In early 2020, at 17, during the COVID-19 lockdown, I decorated my door. At the top, centred in bold letters, I wrote “STAY FOCUSED.” It was my way of reminding myself to stay ambitious and productive. I was an overachiever, determined to push forward no matter the obstacles. Even as waves of depression crept in, triggered by strained friendships and constant flu-like symptoms, that door kept me going. Back then, I believed I could manage anything if I worked hard enough. That illusion shattered one random day in August 2020. That morning began like any other, but the pain I felt was unlike anything I had ever known. Half my face was paralyzed, my stomach knotted in violent cramps, my ears rang, and my body throbbed with deep muscle aches. Nausea came in waves, and I was overtaken by fatigue. The symptoms left me crippled with fear. By the end of that day, a question haunted me: What if this did not go away? What if this was my life now? I quickly pushed the thought aside, assuming doctors would fix it and I would go back to normal.

But days dragged into months, and I remained bedridden. My life as I knew it came to a halt. The pain was constant, and loneliness crept in deeper. I spent countless hours in ERs, bouncing from specialist to specialist, desperate for a diagnosis—but found none. The medical system, I learned, was not what I had imagined. There were no quick fixes. I stared at the goals written on my door, mocking me. I was not hustling or achieving anything. I was trapped in a body that no longer worked.

The days blurred together, each one longer than the last. My body felt like it was screaming. I was in a constant state of crisis, yet no one, not even myself, could help. The physical agony was excruciating, but the mental toll was worse. I grieved the carefree days when I did not have to think about pain. I watched from the sidelines as others my age hit milestones—graduation, driving, dating—that I could only dream of. Eventually, my symptoms were attributed to a malfunction in the autonomic part of my nervous system. No one knew why, and there was no cure.

I had once been full of energy, but that version of me felt distant. My body had turned against me, stripping away everything that made me who I was. There were many dark moments where I felt like giving up. There were times when my heart raced at 200 beats per minute, my blood pressure dropped, and the pain was so intense I did not think I would survive. I wondered if this was what dying felt like.

The thing is, I did not die.

Every day, I woke up still trapped in this body, still sick, still wondering: What if this does not go away? I still wonder. I have dreams—of a family, of a normal life—but this illness does not fit into that equation. I have learned that suffering has no limits. I have been on the brink of death many times, but I am still here. What my illness has taught me is that death does not come just because the pain is unbearable. It comes when it comes.

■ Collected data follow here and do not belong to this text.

//! Joins parsed test rows with the reference index and splits them into the
//! tables handed to the report writer.

pub mod dedup;
pub mod describe;

use serde::Serialize;

use crate::model::{PartRow, TestRow, renumber};
use crate::reference::ReferenceIndex;

pub use dedup::{partition, remark_for};
pub use describe::{attach, candidate_designators, lookup_description, primary_designator};

/// The disjoint buckets every test row ends up in. Each table is numbered
/// `1..=len` on its own.
#[derive(Debug, Clone, Default, PartialEq, Serialize)]
pub struct Reconciliation {
    /// One row per primary designator, ordered by designator.
    pub unique: Vec<PartRow>,
    /// Described rows displaced by a better-ranked row for the same designator.
    pub duplicates: Vec<PartRow>,
    /// Rows whose components matched no reference designator.
    pub no_description: Vec<PartRow>,
}

/// Attaches descriptions, generates remarks and deduplicates.
pub fn reconcile(rows: Vec<TestRow>, index: &ReferenceIndex) -> Reconciliation {
    let (mut described, mut no_description): (Vec<PartRow>, Vec<PartRow>) = attach(rows, index)
        .into_iter()
        .partition(|row| !row.description.is_empty());

    for row in &mut described {
        row.remark = remark_for(row);
    }

    let (mut unique, mut duplicates) = partition(described);
    renumber(&mut unique);
    renumber(&mut duplicates);
    renumber(&mut no_description);

    tracing::info!(
        unique = unique.len(),
        duplicates = duplicates.len(),
        no_description = no_description.len(),
        "reconciled test rows"
    );

    Reconciliation {
        unique,
        duplicates,
        no_description,
    }
}

#[cfg(test)]
mod tests {
    use super::*;
    use crate::model::{ReferenceRow, SkipFlag, Testability};

    fn row(step: &str, components: &str, testable: Testability) -> TestRow {
        TestRow {
            step: step.to_string(),
            no: step.parse().unwrap_or(0),
            components: components.to_string(),
            testable,
            skip: Some(SkipFlag::Run),
        }
    }

    #[test]
    fn buckets_are_disjoint_and_exhaustive() {
        let index = ReferenceIndex::build(&[
            ReferenceRow::new("R1-R3", "resistor"),
            ReferenceRow::new("C10", "capacitor"),
        ]);
        let rows = vec![
            row("1", "R1", Testability::Yes),
            row("2", "J4", Testability::Yes),
            row("3", "C10/R", Testability::Parallel),
            row("4", "C10", Testability::Unknown),
            row("5", "R2/NP", Testability::No),
            row("6", "X1_2", Testability::Unknown),
        ];

        let result = reconcile(rows, &index);

        let mut steps: Vec<String> = result
            .unique
            .iter()
            .chain(&result.duplicates)
            .chain(&result.no_description)
            .map(|row| row.row.step.clone())
            .collect();
        steps.sort();
        assert_eq!(steps, vec!["1", "2", "3", "4", "5", "6"]);

        let no_description: Vec<&str> = result
            .no_description
            .iter()
            .map(|row| row.row.components.as_str())
            .collect();
        assert_eq!(no_description, vec!["J4", "X1_2"]);
        assert_eq!(result.duplicates.len(), 1);
        assert_eq!(result.duplicates[0].row.components, "C10");
    }

    #[test]
    fn tables_are_renumbered_and_remarked() {
        let index = ReferenceIndex::build(&[ReferenceRow::new("C1-C9", "capacitor")]);
        let rows = vec![
            row("10", "C3", Testability::Yes),
            row("11", "C2/R5", Testability::Parallel),
            row("12", "C2", Testability::Unknown),
            row("13", "C1/NP", Testability::No),
        ];

        let result = reconcile(rows, &index);

        let numbers: Vec<usize> = result.unique.iter().map(|row| row.row.no).collect();
        assert_eq!(numbers, vec![1, 2, 3]);
        assert_eq!(result.duplicates[0].row.no, 1);

        let remarks: Vec<(&str, &str)> = result
            .unique
            .iter()
            .map(|row| (row.row.components.as_str(), row.remark.as_str()))
            .collect();
        assert_eq!(
            remarks,
            vec![
                ("C1/NP", "No test point"),
                ("C2/R5", "it is in parallel with R5"),
                ("C3", ""),
            ]
        );
    }
}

Even now, I look at the door I decorated years ago. The words “STAY FOCUSED” belong to someone else, someone who believed that with enough determination, they could overcome anything. That was a healthy person’s mindset—a privilege I did not know I had. Still, I try to hold on to hope. I do what I can—write and spread awareness about my disease. Perhaps one day I will wake up healthy again, just as abruptly as I once woke up ill.